[ENTRIES PROVIDED Boundary: Start]
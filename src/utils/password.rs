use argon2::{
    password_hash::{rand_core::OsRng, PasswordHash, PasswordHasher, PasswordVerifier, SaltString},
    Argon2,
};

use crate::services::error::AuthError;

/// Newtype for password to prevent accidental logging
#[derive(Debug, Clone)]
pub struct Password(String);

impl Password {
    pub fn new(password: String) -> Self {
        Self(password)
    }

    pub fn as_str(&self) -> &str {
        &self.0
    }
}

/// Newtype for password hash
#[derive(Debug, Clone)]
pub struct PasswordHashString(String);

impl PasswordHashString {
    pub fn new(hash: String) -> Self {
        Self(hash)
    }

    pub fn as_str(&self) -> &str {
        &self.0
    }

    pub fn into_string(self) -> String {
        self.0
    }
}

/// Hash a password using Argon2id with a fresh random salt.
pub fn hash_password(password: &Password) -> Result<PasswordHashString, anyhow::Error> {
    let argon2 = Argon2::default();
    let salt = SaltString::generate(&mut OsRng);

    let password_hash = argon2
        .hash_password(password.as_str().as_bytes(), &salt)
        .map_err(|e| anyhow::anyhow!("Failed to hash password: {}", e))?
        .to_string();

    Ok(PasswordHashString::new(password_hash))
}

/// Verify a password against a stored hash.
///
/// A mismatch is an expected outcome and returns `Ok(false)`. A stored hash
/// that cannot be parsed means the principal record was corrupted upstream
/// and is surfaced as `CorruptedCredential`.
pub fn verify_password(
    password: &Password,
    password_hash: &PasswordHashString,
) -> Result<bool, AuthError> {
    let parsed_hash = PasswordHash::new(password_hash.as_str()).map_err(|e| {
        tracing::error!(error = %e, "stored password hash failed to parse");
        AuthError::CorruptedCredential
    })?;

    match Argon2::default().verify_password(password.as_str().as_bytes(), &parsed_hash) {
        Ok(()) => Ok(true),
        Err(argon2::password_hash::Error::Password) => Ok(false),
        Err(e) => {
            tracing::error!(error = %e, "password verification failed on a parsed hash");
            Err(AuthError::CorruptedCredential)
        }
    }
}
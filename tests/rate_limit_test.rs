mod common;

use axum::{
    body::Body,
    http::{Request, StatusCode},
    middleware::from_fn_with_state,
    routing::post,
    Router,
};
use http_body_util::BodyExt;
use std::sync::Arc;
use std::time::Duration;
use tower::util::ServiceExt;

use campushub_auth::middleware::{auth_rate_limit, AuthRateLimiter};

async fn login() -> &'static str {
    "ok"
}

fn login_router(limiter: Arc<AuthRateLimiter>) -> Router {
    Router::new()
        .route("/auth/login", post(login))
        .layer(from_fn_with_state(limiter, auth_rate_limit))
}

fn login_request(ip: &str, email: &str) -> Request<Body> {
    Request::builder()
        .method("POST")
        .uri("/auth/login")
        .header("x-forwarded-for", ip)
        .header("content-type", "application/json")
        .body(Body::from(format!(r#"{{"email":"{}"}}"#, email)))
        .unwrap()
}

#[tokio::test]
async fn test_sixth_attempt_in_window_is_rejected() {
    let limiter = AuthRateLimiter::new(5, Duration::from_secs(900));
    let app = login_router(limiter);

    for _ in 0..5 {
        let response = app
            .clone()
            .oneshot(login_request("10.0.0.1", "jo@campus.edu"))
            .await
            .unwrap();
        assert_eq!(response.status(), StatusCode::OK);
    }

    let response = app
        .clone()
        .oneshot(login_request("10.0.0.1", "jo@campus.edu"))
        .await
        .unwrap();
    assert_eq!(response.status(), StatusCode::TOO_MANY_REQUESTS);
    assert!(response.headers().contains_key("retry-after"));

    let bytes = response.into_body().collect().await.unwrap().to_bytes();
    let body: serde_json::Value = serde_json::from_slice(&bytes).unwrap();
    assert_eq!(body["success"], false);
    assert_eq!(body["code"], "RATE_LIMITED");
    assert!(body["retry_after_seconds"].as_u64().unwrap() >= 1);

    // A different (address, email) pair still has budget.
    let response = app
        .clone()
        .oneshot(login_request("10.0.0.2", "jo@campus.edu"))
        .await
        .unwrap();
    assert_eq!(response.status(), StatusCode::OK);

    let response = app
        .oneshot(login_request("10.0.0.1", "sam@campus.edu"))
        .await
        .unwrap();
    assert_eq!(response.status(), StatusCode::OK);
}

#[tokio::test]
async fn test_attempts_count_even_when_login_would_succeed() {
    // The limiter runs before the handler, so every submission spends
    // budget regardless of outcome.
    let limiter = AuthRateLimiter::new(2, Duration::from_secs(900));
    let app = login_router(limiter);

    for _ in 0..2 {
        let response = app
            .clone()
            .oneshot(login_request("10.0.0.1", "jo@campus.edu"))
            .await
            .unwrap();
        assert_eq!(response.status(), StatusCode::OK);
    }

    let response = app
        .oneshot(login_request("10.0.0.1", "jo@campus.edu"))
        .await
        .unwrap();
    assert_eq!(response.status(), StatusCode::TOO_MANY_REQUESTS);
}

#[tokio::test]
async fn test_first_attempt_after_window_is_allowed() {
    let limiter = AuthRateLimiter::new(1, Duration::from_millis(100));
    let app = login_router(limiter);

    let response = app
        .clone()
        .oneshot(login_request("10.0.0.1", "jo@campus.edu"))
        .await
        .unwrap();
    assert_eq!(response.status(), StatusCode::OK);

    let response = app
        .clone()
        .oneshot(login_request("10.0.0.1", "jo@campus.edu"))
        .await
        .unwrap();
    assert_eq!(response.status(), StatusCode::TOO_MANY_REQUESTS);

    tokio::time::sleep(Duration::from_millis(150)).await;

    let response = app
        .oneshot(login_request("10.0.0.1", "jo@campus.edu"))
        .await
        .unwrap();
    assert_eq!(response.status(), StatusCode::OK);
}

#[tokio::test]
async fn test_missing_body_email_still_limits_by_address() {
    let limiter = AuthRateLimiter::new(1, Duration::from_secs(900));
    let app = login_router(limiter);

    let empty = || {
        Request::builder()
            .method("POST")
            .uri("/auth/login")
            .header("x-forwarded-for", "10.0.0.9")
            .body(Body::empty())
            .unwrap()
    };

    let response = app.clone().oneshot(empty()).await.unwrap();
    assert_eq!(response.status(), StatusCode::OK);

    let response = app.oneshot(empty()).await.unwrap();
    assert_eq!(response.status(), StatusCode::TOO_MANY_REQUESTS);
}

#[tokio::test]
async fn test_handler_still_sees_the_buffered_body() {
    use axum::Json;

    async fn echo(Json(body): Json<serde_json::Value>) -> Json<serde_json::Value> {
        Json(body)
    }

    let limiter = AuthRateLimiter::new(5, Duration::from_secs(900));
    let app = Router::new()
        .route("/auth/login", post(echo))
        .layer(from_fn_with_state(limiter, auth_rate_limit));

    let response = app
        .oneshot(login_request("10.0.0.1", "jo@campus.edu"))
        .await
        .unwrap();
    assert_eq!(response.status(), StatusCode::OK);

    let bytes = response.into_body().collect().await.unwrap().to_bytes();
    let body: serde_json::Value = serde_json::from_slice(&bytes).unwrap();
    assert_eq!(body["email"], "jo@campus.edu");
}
[ENTRIES PROVIDED Boundary: End]
[ENTRIES PROVIDED Boundary: Start]
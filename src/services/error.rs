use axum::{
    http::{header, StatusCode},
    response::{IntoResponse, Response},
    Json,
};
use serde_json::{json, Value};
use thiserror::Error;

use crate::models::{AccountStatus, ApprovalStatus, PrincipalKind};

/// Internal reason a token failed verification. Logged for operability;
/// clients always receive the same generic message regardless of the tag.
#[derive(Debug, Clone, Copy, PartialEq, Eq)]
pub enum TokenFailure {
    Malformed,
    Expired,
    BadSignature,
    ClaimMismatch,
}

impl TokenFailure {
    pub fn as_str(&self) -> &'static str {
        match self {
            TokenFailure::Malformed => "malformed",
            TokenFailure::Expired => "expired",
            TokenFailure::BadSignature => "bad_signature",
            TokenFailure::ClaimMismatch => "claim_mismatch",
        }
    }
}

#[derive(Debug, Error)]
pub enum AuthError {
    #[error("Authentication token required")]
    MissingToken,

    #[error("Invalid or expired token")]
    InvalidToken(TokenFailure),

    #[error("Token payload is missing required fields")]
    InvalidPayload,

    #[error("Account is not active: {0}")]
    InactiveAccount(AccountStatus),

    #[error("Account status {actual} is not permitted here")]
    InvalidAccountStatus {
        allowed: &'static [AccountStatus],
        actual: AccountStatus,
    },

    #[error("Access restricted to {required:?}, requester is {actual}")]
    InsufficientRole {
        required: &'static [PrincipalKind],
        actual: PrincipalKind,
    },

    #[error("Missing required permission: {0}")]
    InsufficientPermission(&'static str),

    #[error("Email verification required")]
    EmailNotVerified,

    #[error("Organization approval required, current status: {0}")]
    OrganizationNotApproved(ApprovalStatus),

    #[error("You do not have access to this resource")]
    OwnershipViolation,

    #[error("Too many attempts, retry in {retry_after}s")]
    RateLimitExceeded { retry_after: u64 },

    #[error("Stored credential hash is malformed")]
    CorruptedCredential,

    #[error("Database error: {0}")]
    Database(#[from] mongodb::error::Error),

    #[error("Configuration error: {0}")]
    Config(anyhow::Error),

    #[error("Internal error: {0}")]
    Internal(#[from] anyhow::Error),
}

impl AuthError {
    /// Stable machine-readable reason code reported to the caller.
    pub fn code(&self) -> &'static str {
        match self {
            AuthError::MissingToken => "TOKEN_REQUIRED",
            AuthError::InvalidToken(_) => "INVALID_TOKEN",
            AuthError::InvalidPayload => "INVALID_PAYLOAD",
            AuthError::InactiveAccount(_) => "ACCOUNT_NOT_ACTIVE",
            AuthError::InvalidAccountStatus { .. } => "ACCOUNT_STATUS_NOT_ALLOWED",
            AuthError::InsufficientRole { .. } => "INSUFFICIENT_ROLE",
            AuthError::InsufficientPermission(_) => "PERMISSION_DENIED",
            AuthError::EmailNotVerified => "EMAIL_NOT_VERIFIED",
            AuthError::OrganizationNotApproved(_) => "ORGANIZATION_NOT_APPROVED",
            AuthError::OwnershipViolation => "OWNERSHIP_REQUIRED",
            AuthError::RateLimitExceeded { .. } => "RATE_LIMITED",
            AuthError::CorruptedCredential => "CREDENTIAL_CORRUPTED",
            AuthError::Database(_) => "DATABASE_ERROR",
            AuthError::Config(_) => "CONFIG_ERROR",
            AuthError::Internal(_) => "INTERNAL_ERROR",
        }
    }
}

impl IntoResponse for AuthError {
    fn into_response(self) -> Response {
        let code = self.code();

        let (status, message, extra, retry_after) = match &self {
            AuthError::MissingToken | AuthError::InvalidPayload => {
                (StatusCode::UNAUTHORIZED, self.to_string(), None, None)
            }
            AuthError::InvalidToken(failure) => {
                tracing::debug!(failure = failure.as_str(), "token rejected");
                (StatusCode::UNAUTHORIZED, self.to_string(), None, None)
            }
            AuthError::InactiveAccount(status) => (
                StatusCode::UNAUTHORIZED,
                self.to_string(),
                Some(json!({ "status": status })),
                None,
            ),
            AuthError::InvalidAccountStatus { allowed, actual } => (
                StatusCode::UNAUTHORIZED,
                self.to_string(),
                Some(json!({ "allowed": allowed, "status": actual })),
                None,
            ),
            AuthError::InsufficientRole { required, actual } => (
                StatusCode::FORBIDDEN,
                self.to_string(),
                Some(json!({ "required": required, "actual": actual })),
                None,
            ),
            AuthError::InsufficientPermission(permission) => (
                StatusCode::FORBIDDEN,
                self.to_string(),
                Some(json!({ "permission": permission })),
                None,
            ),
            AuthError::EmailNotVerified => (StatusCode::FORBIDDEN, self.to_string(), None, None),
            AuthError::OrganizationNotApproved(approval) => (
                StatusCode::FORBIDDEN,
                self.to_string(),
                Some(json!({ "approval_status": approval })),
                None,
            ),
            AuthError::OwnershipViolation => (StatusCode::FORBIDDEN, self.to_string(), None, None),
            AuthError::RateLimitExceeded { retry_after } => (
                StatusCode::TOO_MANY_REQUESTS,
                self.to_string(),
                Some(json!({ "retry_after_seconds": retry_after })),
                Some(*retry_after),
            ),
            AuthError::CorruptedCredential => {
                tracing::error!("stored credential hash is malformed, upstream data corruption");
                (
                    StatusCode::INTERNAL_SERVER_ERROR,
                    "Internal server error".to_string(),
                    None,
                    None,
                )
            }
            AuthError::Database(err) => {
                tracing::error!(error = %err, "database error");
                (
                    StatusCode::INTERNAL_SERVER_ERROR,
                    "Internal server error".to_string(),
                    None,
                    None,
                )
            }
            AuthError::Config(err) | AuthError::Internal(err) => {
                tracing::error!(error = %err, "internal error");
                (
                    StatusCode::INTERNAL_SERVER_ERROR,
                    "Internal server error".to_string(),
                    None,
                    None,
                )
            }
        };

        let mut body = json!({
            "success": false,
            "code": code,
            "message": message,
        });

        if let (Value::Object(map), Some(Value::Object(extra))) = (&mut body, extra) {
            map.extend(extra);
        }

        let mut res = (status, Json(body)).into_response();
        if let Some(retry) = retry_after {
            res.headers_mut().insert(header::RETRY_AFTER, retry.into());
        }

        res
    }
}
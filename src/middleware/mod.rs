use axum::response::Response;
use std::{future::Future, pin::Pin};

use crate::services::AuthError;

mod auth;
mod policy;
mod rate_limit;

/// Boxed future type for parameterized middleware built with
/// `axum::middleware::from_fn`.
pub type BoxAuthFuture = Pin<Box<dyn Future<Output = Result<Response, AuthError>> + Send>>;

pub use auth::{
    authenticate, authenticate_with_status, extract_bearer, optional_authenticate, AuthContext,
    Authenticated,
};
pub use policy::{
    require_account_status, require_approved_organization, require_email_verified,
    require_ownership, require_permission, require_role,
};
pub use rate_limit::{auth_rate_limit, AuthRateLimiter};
[ENTRIES PROVIDED Boundary: End]
§ **WORK INSTRUCTION**: Taking the records above, retype every line from the one with "filename src/utils/password.rs" down to the one with "use crate::services::error::AuthError;", exactly and with nothing else.

§ **WRITTEN SOLUTION**:
filename src/utils/password.rs
use argon2::{
    password_hash::{rand_core::OsRng, PasswordHash, PasswordHasher, PasswordVerifier, SaltString},
    Argon2,
};

use crate::services::error::AuthError;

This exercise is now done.